Chang began the event by reading a flash fiction piece titled “Finger.” This piece, as Chang prefaced, explores the urban legend of finding a finger in Wendy’s chili—and the luck that comes with it. Her second piece, titled “Gloria,” straddles adolescent feelings of shame with faith and hope. The piece traces a narrator’s complicated relationship with Gloria, a girl who the narrator hates but also loves. As readers, we experience raw emotions as their relationship is affected by femininity and queerness. Chang’s final piece, “Nicknames,” which she read to an audience for the first time, follows an Asian-American family and their oral storytelling traditions. Thus, this piece traces multiple voices—all of which challenge, recognize, and address the stories that they have inherited from family.
While Chang read three shorter prose pieces during the event, she also spends time writing poetry. When asked about how she approaches writing different genres, Chang noted that her works tend to “blur the lines” of genre distinctions. In the spirit of metamorphosis, change, and transformation, Chang describes how “no matter what [she’s] writing, [she] finds that [her] approach is very similar—it’s a matter of negotiation with myself and breaking out of traditional boundaries.” In other words, Chang derives comfort from bringing poetic undertones to narrative writing and vice versa. This “bending of rules” helps to create more possibilities and, in the end, can “surprise you.”
As an Asian-American writer, Chang spoke about what it means to juggle the—at times—daunting space of writing in English all while incorporating Chinese culture and traditions. “For me, it is really important that nothing gets italicized—this instinct to italicize everything that seems foreign,” Chang noted.
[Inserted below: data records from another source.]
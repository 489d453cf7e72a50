//! Error types for key-value backends.

use std::path::PathBuf;

/// Errors that can occur when working with a key-value store.
#[derive(Debug, thiserror::Error)]
pub enum StoreError {
    /// An I/O error occurred.
    #[error("I/O error: {0}")]
    Io(#[from] std::io::Error),

    /// The persisted document could not be read back.
    #[error("corrupt store file {path}: {reason}")]
    Corrupt { path: PathBuf, reason: String },

    /// The in-memory state could not be serialized.
    #[error("serialization error: {0}")]
    Serialization(#[from] serde_json::Error),
}

impl StoreError {
    /// Creates a new corrupt-file error.
    pub fn corrupt(path: impl Into<PathBuf>, reason: impl Into<String>) -> Self {
        Self::Corrupt {
            path: path.into(),
            reason: reason.into(),
        }
    }

    /// Returns true if retrying the same call might succeed.
    pub fn is_transient(&self) -> bool {
        matches!(self, Self::Io(_))
    }
}
//! Invalidación del cache, explícita y por patrón glob.

use glob::Pattern;
use spice_core::{Operation, Resource, SyncError, SyncResult};
use spice_store::KeyValueStore;
use tracing::{debug, info};

use crate::controller::CacheController;
use crate::keys::CacheKey;
use crate::metrics::CacheMetrics;

/// Resultado de una invalidación por patrón.
#[derive(Debug, Clone, PartialEq, Eq)]
pub struct InvalidationResult {
    /// Número de entries invalidadas.
    pub count: usize,
    /// Patrones aplicados.
    pub patterns: Vec<String>,
}

/// Borra `key` del store. Nunca toca el registry in-flight: un fetch en curso
/// termina y escribe su resultado igual.
pub(crate) fn remove_key(
    store: &dyn KeyValueStore,
    key: &CacheKey,
    metrics: &CacheMetrics,
    trigger: &str,
) -> SyncResult<()> {
    store
        .remove(key.as_str())
        .map_err(|e| SyncError::store(store.name(), e.to_string()))?;
    metrics.record_invalidation(trigger);
    Ok(())
}

impl CacheController {
    /// Invalida la entrada de `resource` para `operation`.
    ///
    /// Una key ausente no es un error. Llamarla dos veces equivale a una.
    ///
    /// # Examples
    ///
    /// ```no_run
    /// # use std::sync::Arc;
    /// # use spice_control::{CacheController, Transport};
    /// # use spice_core::Operation;
    /// # use spice_store::MemoryStore;
    /// # fn demo(transport: Arc<dyn Transport>) -> Result<(), spice_core::SyncError> {
    /// # let controller = CacheController::builder(transport)
    /// #     .backend(Arc::new(MemoryStore::new()))
    /// #     .build()?;
    /// controller.invalidate(&"/users/1", Operation::Read)?;
    /// # Ok(())
    /// # }
    /// ```
    pub fn invalidate(&self, resource: &dyn Resource, operation: Operation) -> SyncResult<()> {
        let store = self.store()?;
        let key = self.generate_key(resource, operation);

        remove_key(store, &key, self.metrics(), "explicit")?;
        debug!(key = %key, operation = %operation, "Cache entry invalidated");
        Ok(())
    }

    /// Invalida todas las keys del store que coincidan con un patrón glob.
    ///
    /// - `*`: coincide con cualquier secuencia de caracteres
    /// - `?`: coincide con un carácter
    ///
    /// Un patrón inválido no invalida nada.
    ///
    /// # Examples
    ///
    /// ```no_run
    /// # use std::sync::Arc;
    /// # use spice_control::{CacheController, Transport};
    /// # use spice_store::MemoryStore;
    /// # fn demo(transport: Arc<dyn Transport>) -> Result<(), spice_core::SyncError> {
    /// # let controller = CacheController::builder(transport)
    /// #     .backend(Arc::new(MemoryStore::new()))
    /// #     .build()?;
    /// // Invalida todas las lecturas de usuarios
    /// let result = controller.invalidate_by_pattern("/users/*")?;
    /// println!("Invalidated {} entries", result.count);
    /// # Ok(())
    /// # }
    /// ```
    pub fn invalidate_by_pattern(&self, pattern_str: &str) -> SyncResult<InvalidationResult> {
        let store = self.store()?;

        let pattern = match Pattern::new(pattern_str) {
            Ok(p) => p,
            Err(e) => {
                debug!(pattern = %pattern_str, error = %e, "Invalid glob pattern");
                return Ok(InvalidationResult {
                    count: 0,
                    patterns: vec![pattern_str.to_string()],
                });
            },
        };

        let keys = store
            .keys()
            .map_err(|e| SyncError::store(store.name(), e.to_string()))?;

        let mut count = 0;
        for key in keys.into_iter().filter(|k| pattern.matches(k)) {
            remove_key(store, &CacheKey::from(key), self.metrics(), "pattern")?;
            count += 1;
        }

        info!(
            pattern = %pattern_str,
            count = count,
            "Cache entries invalidated by pattern"
        );

        Ok(InvalidationResult {
            count,
            patterns: vec![pattern_str.to_string()],
        })
    }

    /// Invalida múltiples patrones a la vez.
    pub fn invalidate_by_patterns(&self, patterns: &[&str]) -> SyncResult<InvalidationResult> {
        let mut total_count = 0;
        let mut all_patterns = Vec::new();

        for pattern_str in patterns {
            let result = self.invalidate_by_pattern(pattern_str)?;
            total_count += result.count;
            all_patterns.extend(result.patterns);
        }

        Ok(InvalidationResult {
            count: total_count,
            patterns: all_patterns,
        })
    }
}
//! Transport trait and per-call options.

use async_trait::async_trait;
use serde_json::{Map, Value};
use spice_core::{Operation, Resource, SyncError, TransportError};

/// Transport-specific parameters passed through unmodified.
pub type TransportParams = Map<String, Value>;

/// Continuation invoked with the payload of a successful call.
pub type SuccessFn = Box<dyn FnOnce(&Value) + Send>;

/// Continuation invoked with the error of a failed call.
pub type ErrorFn = Box<dyn FnOnce(&SyncError) + Send>;

/// The remote side that actually performs reads and writes.
///
/// The controller never inspects what the transport does; it only
/// intercepts successful reads to persist and broadcast them.
///
/// # Example
///
/// ```ignore
/// use spice_control::{Transport, TransportParams};
///
/// struct HttpTransport { client: reqwest::Client }
///
/// #[async_trait]
/// impl Transport for HttpTransport {
///     async fn execute(
///         &self,
///         operation: Operation,
///         resource: &dyn Resource,
///         params: &TransportParams,
///     ) -> Result<Value, TransportError> {
///         // Implementation here
///     }
/// }
/// ```
#[async_trait]
pub trait Transport: Send + Sync {
    /// Performs `operation` against `resource`.
    ///
    /// Resolving the future is the single completion signal: exactly one of
    /// a payload or an error is produced, exactly once.
    async fn execute(
        &self,
        operation: Operation,
        resource: &dyn Resource,
        params: &TransportParams,
    ) -> Result<Value, TransportError>;

    /// Returns the name of this transport.
    ///
    /// This is used for logging and identification purposes.
    fn name(&self) -> &str {
        "transport"
    }
}

/// Options for a single `sync` call.
///
/// # Example
///
/// ```
/// use serde_json::json;
/// use spice_control::SyncOptions;
///
/// let options = SyncOptions::new()
///     .param("include", json!("owner"))
///     .on_success(|payload| println!("got {}", payload))
///     .on_error(|err| eprintln!("failed: {}", err));
///
/// assert_eq!(options.params()["include"], "owner");
/// ```
#[derive(Default)]
pub struct SyncOptions {
    params: TransportParams,
    success: Option<SuccessFn>,
    error: Option<ErrorFn>,
}

impl SyncOptions {
    /// Creates empty options.
    pub fn new() -> Self {
        Self::default()
    }

    /// Adds a single transport parameter.
    pub fn param(mut self, name: impl Into<String>, value: Value) -> Self {
        self.params.insert(name.into(), value);
        self
    }

    /// Replaces all transport parameters.
    pub fn params_from(mut self, params: TransportParams) -> Self {
        self.params = params;
        self
    }

    /// Sets the success continuation.
    pub fn on_success<F>(mut self, f: F) -> Self
    where
        F: FnOnce(&Value) + Send + 'static,
    {
        self.success = Some(Box::new(f));
        self
    }

    /// Sets the error continuation.
    pub fn on_error<F>(mut self, f: F) -> Self
    where
        F: FnOnce(&SyncError) + Send + 'static,
    {
        self.error = Some(Box::new(f));
        self
    }

    /// Returns the transport parameters.
    pub fn params(&self) -> &TransportParams {
        &self.params
    }

    pub(crate) fn into_parts(self) -> (TransportParams, Continuations) {
        (
            self.params,
            Continuations {
                success: self.success,
                error: self.error,
            },
        )
    }
}

impl std::fmt::Debug for SyncOptions {
    fn fmt(&self, f: &mut std::fmt::Formatter<'_>) -> std::fmt::Result {
        f.debug_struct("SyncOptions")
            .field("params", &self.params)
            .field("success", &self.success.is_some())
            .field("error", &self.error.is_some())
            .finish()
    }
}

/// The caller's continuations, split from the parameters so the parameters
/// can be borrowed by the transport while these wait for the outcome.
pub(crate) struct Continuations {
    success: Option<SuccessFn>,
    error: Option<ErrorFn>,
}

impl Continuations {
    /// Invokes the continuation matching `outcome`. Consumes self, so each
    /// call delivers at most once.
    pub(crate) fn deliver(self, outcome: &Result<Value, SyncError>) {
        match outcome {
            Ok(payload) => {
                if let Some(success) = self.success {
                    success(payload);
                }
            },
            Err(error) => {
                if let Some(on_error) = self.error {
                    on_error(error);
                }
            },
        }
    }
}
//! # Spice Store
//!
//! Key-value backends for the Spice read-through cache.
//!
//! The controller only needs a synchronous `get`/`set`/`remove` over opaque
//! string values. This crate defines that contract and ships two backends:
//!
//! - [`MemoryStore`] - process-local, backed by an unbounded Moka cache
//! - [`FileStore`] - a JSON document on disk that survives restarts
//!
//! ## Example
//!
//! ```
//! use spice_store::{KeyValueStore, MemoryStore};
//!
//! let store = MemoryStore::new();
//! store.set("theUrl", r#"{"data":1}"#)?;
//! assert_eq!(store.get("theUrl")?.as_deref(), Some(r#"{"data":1}"#));
//! # Ok::<(), spice_store::StoreError>(())
//! ```

pub mod error;
pub mod file;
pub mod memory;
pub mod store;

// Re-exports
pub use error::StoreError;
pub use file::FileStore;
pub use memory::MemoryStore;
pub use store::KeyValueStore;

// Re-export spice_core for consumers
pub use spice_core;
//! Generación de cache keys.

use std::fmt;
use std::sync::Arc;

use spice_core::{Operation, Resource};

/// Key única para cache de lecturas.
/// Identifica un par (resource, operation) en el store y en el registro in-flight.
#[derive(Debug, Clone, PartialEq, Eq, Hash, PartialOrd, Ord)]
pub struct CacheKey(String);

impl CacheKey {
    /// Crea una cache key a partir de cualquier string.
    ///
    /// # Examples
    ///
    /// ```
    /// use spice_control::CacheKey;
    ///
    /// let key = CacheKey::new("theUrl");
    /// assert_eq!(key.as_str(), "theUrl");
    /// ```
    pub fn new(key: impl Into<String>) -> Self {
        Self(key.into())
    }

    /// Retorna la key como string slice.
    pub fn as_str(&self) -> &str {
        &self.0
    }
}

impl fmt::Display for CacheKey {
    fn fmt(&self, f: &mut fmt::Formatter<'_>) -> fmt::Result {
        f.write_str(&self.0)
    }
}

impl From<String> for CacheKey {
    fn from(key: String) -> Self {
        Self(key)
    }
}

impl From<&str> for CacheKey {
    fn from(key: &str) -> Self {
        Self(key.to_string())
    }
}

/// Firma de un generador de keys personalizado.
pub type KeyFn = dyn Fn(&dyn Resource, Operation) -> String + Send + Sync;

/// Deriva la cache key de un resource.
///
/// Por defecto usa el locator del resource e ignora la operación.
#[derive(Clone, Default)]
pub enum KeyGenerator {
    /// La key es el locator del resource.
    #[default]
    Locator,
    /// Función provista al construir el controller.
    Custom(Arc<KeyFn>),
}

impl KeyGenerator {
    /// Crea un generador a partir de una función.
    ///
    /// # Examples
    ///
    /// ```
    /// use spice_control::KeyGenerator;
    /// use spice_core::Operation;
    ///
    /// let keys = KeyGenerator::custom(|resource, op| format!("{}#{}", resource.locator(), op));
    /// assert_eq!(keys.generate(&"theUrl", Operation::Read).as_str(), "theUrl#read");
    /// ```
    pub fn custom<F>(f: F) -> Self
    where
        F: Fn(&dyn Resource, Operation) -> String + Send + Sync + 'static,
    {
        Self::Custom(Arc::new(f))
    }

    /// Genera la key para el resource y la operación. Función pura.
    pub fn generate(&self, resource: &dyn Resource, operation: Operation) -> CacheKey {
        match self {
            Self::Locator => CacheKey(resource.locator()),
            Self::Custom(f) => CacheKey(f(resource, operation)),
        }
    }

    /// Retorna true si es el generador por defecto.
    pub fn is_default(&self) -> bool {
        matches!(self, Self::Locator)
    }
}

impl fmt::Debug for KeyGenerator {
    fn fmt(&self, f: &mut fmt::Formatter<'_>) -> fmt::Result {
        match self {
            Self::Locator => f.write_str("KeyGenerator::Locator"),
            Self::Custom(_) => f.write_str("KeyGenerator::Custom(..)"),
        }
    }
}
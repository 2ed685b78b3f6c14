// src/cvs/models.rs

use serde::{Deserialize, Serialize};

use crate::common::generate_candidate_id;

/// CV display sections; `section_order` lists these in render order
#[derive(Debug, Clone, Copy, PartialEq, Eq, Hash, Serialize, Deserialize)]
#[serde(rename_all = "lowercase")]
pub enum CvSection {
    Skills,
    Experience,
    Education,
}

/// A reflective question/answer pair shown alongside the CV
///
/// Fallback-generated questions carry ids prefixed `fallback-` so consumers
/// can tell templated placeholder content from model-personalized answers.
#[derive(Debug, Clone, PartialEq, Serialize, Deserialize)]
pub struct LinkedInQuestion {
    pub id: String,
    pub question: String,
    pub answer: String,
    /// One of: personal, veteran, visa, linkedin
    pub category: String,
}

#[derive(Debug, Clone, PartialEq, Serialize, Deserialize)]
pub struct EducationEntry {
    pub school: String,
    pub degree: String,
    pub period: String,
}

#[derive(Debug, Clone, PartialEq, Serialize, Deserialize)]
pub struct ExperienceEntry {
    pub company: String,
    pub role: String,
    pub period: String,
    pub details: Vec<String>,
}

/// The structured candidate record produced once per upload
#[derive(Debug, Clone, PartialEq, Serialize, Deserialize)]
#[serde(rename_all = "camelCase")]
pub struct Candidate {
    pub full_name: String,
    pub title: String,
    pub email: String,
    pub phone: String,
    pub location: String,
    #[serde(default)]
    pub website: String,
    #[serde(default)]
    pub profile_pic: String,
    pub summary: String,
    pub section_order: Vec<CvSection>,
    pub skills: Vec<String>,
    pub education: Vec<EducationEntry>,
    pub experience: Vec<ExperienceEntry>,
    /// Clamped to 1..=5
    pub cultural_fit_rating: u8,
    /// Exactly five entries
    pub linkedin_questions: Vec<LinkedInQuestion>,
}

/// Candidate record with the identifying fields removed and an opaque
/// internal identifier substituted for "who this is"
#[derive(Debug, Clone, PartialEq, Serialize, Deserialize)]
#[serde(rename_all = "camelCase")]
pub struct AnonymousCandidate {
    pub id: String,
    pub title: String,
    pub summary: String,
    pub section_order: Vec<CvSection>,
    pub skills: Vec<String>,
    pub education: Vec<EducationEntry>,
    pub experience: Vec<ExperienceEntry>,
    pub cultural_fit_rating: u8,
    pub linkedin_questions: Vec<LinkedInQuestion>,
}

impl AnonymousCandidate {
    /// Derive the anonymous record: every non-identifying field is copied
    /// verbatim; fullName/email/phone/location/website/profilePic are dropped
    pub fn from_candidate(candidate: &Candidate) -> Self {
        Self {
            id: generate_candidate_id(),
            title: candidate.title.clone(),
            summary: candidate.summary.clone(),
            section_order: candidate.section_order.clone(),
            skills: candidate.skills.clone(),
            education: candidate.education.clone(),
            experience: candidate.experience.clone(),
            cultural_fit_rating: candidate.cultural_fit_rating,
            linkedin_questions: candidate.linkedin_questions.clone(),
        }
    }
}

/// Heuristic or model-derived quality assessment of the document
#[derive(Debug, Clone, PartialEq, Serialize, Deserialize)]
#[serde(rename_all = "camelCase")]
pub struct QualityReport {
    pub overall_score: u8,
    pub strengths: Vec<String>,
    pub weaknesses: Vec<String>,
    pub suggestions: Vec<String>,
}

/// Full processing result for one upload, as returned to the caller
#[derive(Debug, Clone, Serialize)]
#[serde(rename_all = "camelCase")]
pub struct ProcessedCvData {
    pub id: String,
    pub original_file_name: String,
    pub original_content: String,
    pub extracted_data: Candidate,
    pub personal_info_removed: String,
    pub created_at: String,
}

/// Database row for a processed CV
#[derive(Debug, Clone, sqlx::FromRow)]
pub struct ProcessedCvRow {
    pub id: String,
    pub original_file_name: String,
    pub original_content: String,
    pub extracted_data: String,
    pub personal_info_removed: String,
    pub quality_report: Option<String>,
    pub created_at: String,
}

/// Database row for an internal (anonymous) CV
#[derive(Debug, Clone, sqlx::FromRow)]
pub struct InternalCvRow {
    pub id: String,
    pub candidate_id: String,
    pub original_file_name: String,
    pub anonymous_data: String,
    pub created_at: String,
    pub updated_at: String,
}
Rather than fall into the literary tradition of making foreignness “known,” Chang described how she chooses to not italicize Chinese words in her English writing. Rather, she elects to either keep Chinese words unitalicized or directly translate them into English, as opposed to choosing different words to preserve meaning in English. In fact, she noted that “some of [her] most generative words come out of the directly translated phrases.” Having this sort of “double lexicon” is something that fuels and generates her literary works.
Given that many of the attendees were undergraduate students, Chang commented on the challenges of being a writer and a student. She said that she has learned to appreciate writing in the present moment. Rather than thinking of writing for a class as a project or assignment, Chang, as a student, “tricked [herself] into thinking that it was practice.” Thus, instead of focusing on what the writing could eventually become or turn into, Chang savors the very process of writing. And, it’s important to note that this process looks and feels very different each day. While some days may entail wrestling with one sentence for hours on end, others days are marked by writing multiple pages. In other words, creative writing is unstructured in nature; growing comfortable with spontaneity and learning to transform thoughts into words is key.